H-model not useful to use when...?

The H model will NOT be very useful when: A) a firm has low or no dividends currently. B) a firm has a constant payout policy. C) a firm is growing rapidly. The correct answer was A. The H model is useful for firms that are growing rapidly but the growth is expected to decline gradually over time as the firm gets larger and faces increased competition. The assumption of constant payout ratio makes the model inappropriate for firms that have low or no dividend currently. ---- Question: While A is an appropriate answer, why is B not appropriate as well? Constant payout policy is also not useful for an H model–and the answer explanation even says that despite picking A) as the correct answer.

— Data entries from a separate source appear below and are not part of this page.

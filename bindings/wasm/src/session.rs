use std::{cell::RefCell, rc::Rc, sync::Arc};

use anyhow::Context;
use geo::Coord;
use js_sys::Function;
use serde_json::{json, Value};
use wasm_bindgen::{prelude::wasm_bindgen, JsValue};

use obcine_core::{Crs, GeolocationError, MapSession, MunicipalityLayer, Projector, SessionConfig};

use crate::{common::*, geolocation::WasmTracking, timer::WasmAnimation};

/// Shared by the session object and the timer/geolocation callbacks.
pub(crate) type SharedSession = Rc<RefCell<MapSession>>;

#[wasm_bindgen]
pub struct WasmSession {
    inner: SharedSession,
    from_geographic: Projector,
}

#[wasm_bindgen]
impl WasmSession {
    /// Load the municipality GeoJSON (text) and start a session.
    /// config: optional JSON string overriding the default session settings.
    #[wasm_bindgen(constructor)]
    pub fn new(geojson: &str, config: Option<String>) -> Result<WasmSession, JsValue> {
        let config = match config.as_deref() {
            Some(text) => SessionConfig::from_json_str(text).map_err(js_err)?,
            None => SessionConfig::default(),
        };
        let from_geographic = Projector::new(Crs::Wgs84, config.map_crs).map_err(js_err)?;
        let layer = MunicipalityLayer::from_geojson_str(geojson, &config)
            .context("Failed to load municipality layer")
            .map_err(|e| js_err(format!("{e:#}")))?;
        web_sys::console::log_1(&JsValue::from_str(&format!("Loaded {} municipalities", layer.len())));

        let session = MapSession::new(Arc::new(layer), config).map_err(js_err)?;
        Ok(WasmSession { inner: Rc::new(RefCell::new(session)), from_geographic })
    }

    /// Initial view: { center: [x, y], zoom } in map CRS.
    pub fn view(&self) -> Result<JsValue, JsValue> {
        let session = self.inner.borrow();
        let config = session.config();
        to_js(&json!({ "center": config.map_center, "zoom": config.zoom, "crs": config.map_crs }))
    }

    /// Handle a map click (map CRS).
    /// Returns { visible, position, html, lines } describing the popup.
    pub fn click(&self, x: f64, y: f64) -> Result<JsValue, JsValue> {
        let mut session = self.inner.borrow_mut();
        let popup = session.click(Coord { x, y });
        let view = match (popup.position(), popup.content()) {
            (Some(at), Some(content)) => json!({
                "visible": true,
                "position": [at.x, at.y],
                "html": content.to_html(),
                "lines": content.lines(),
            }),
            _ => json!({ "visible": false }),
        };
        to_js(&view)
    }

    /// Highlight layer contents as a GeoJSON FeatureCollection.
    pub fn selection_geojson(&self) -> Result<JsValue, JsValue> {
        to_js(&self.inner.borrow().selection_geojson())
    }

    /// Handle a position change in map CRS; omit both arguments when the fix is lost.
    pub fn update_position(&self, x: Option<f64>, y: Option<f64>) -> Result<JsValue, JsValue> {
        let position = x.zip(y).map(|(x, y)| Coord { x, y });
        self.inner.borrow_mut().update_position(position).map_err(js_err)?;
        self.status()
    }

    /// Handle a position change given in lon/lat degrees.
    pub fn update_geographic_position(&self, lon: f64, lat: f64) -> Result<JsValue, JsValue> {
        update_from_lon_lat(&self.inner, &self.from_geographic, lon, lat).map_err(js_err)?;
        self.status()
    }

    /// Handle a geolocation error by its `GeolocationPositionError.code`.
    pub fn position_error(&self, code: u16) -> Result<JsValue, JsValue> {
        self.inner.borrow_mut().position_error(GeolocationError::from_code(code));
        self.status()
    }

    /// { status, panel, name, latitude, longitude, marker } for the `#position` panel.
    pub fn status(&self) -> Result<JsValue, JsValue> {
        to_js(&status_view(&self.inner.borrow()))
    }

    pub fn marker_style(&self) -> Result<JsValue, JsValue> {
        serde_wasm_bindgen::to_value(&self.inner.borrow().marker_style()).map_err(|e| e.into())
    }

    pub fn step_animation(&self) -> Result<JsValue, JsValue> {
        to_js(&self.inner.borrow_mut().step_animation())
    }

    /// Step the marker animation every configured period, passing each style to `on_step`.
    pub fn start_animation(&self, on_step: Function) -> Result<WasmAnimation, JsValue> {
        let period = self.inner.borrow().config().animation_period();
        WasmAnimation::start(self.inner.clone(), period, on_step)
    }

    /// Watch the device position, passing the status to `on_update` after every event.
    pub fn track_location(&self, on_update: Function) -> Result<WasmTracking, JsValue> {
        WasmTracking::start(self.inner.clone(), on_update)
    }
}

pub(crate) fn update_from_lon_lat(session: &SharedSession, projector: &Projector, lon: f64, lat: f64) -> anyhow::Result<()> {
    let coord = projector.project(Coord { x: lon, y: lat })?;
    session.borrow_mut().update_position(Some(coord))?;
    Ok(())
}

pub(crate) fn status_view(session: &MapSession) -> Value {
    let status = session.location_status();
    json!({
        "status": status,
        "panel": session.status_panel(),
        "name": status.name(),
        "latitude": status.latitude_text(),
        "longitude": status.longitude_text(),
        "marker": session.user_marker().map(|c| [c.x, c.y]),
    })
}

your payout does not matter. current dividend is used for all cases (both the high growth H/2 phase) and in the Post H/2 phase (for the Low growth phase. Dividend payout just defines how much your dividend would be, given earnings. Even if it is constant – no issues.

I also think you are confusing growth with dividend payout.

cpk, youre right–i was mixing up payout ratio and growth rate for some reason. a constant dividend payout is totally appropriate for h model, as long as the growth goes from very high and falls linearly to a low stable rate. it is only when dividends are low or nonexistent that a constant payout is no good–and thats what their answer explains. thanks as always for your help.

dividends being low is ALSO NOT AN ISSUE. You need to have dividends. Dividends being low just means value by the model is LOW. Non-existent dividend - you cannot value (Value=0)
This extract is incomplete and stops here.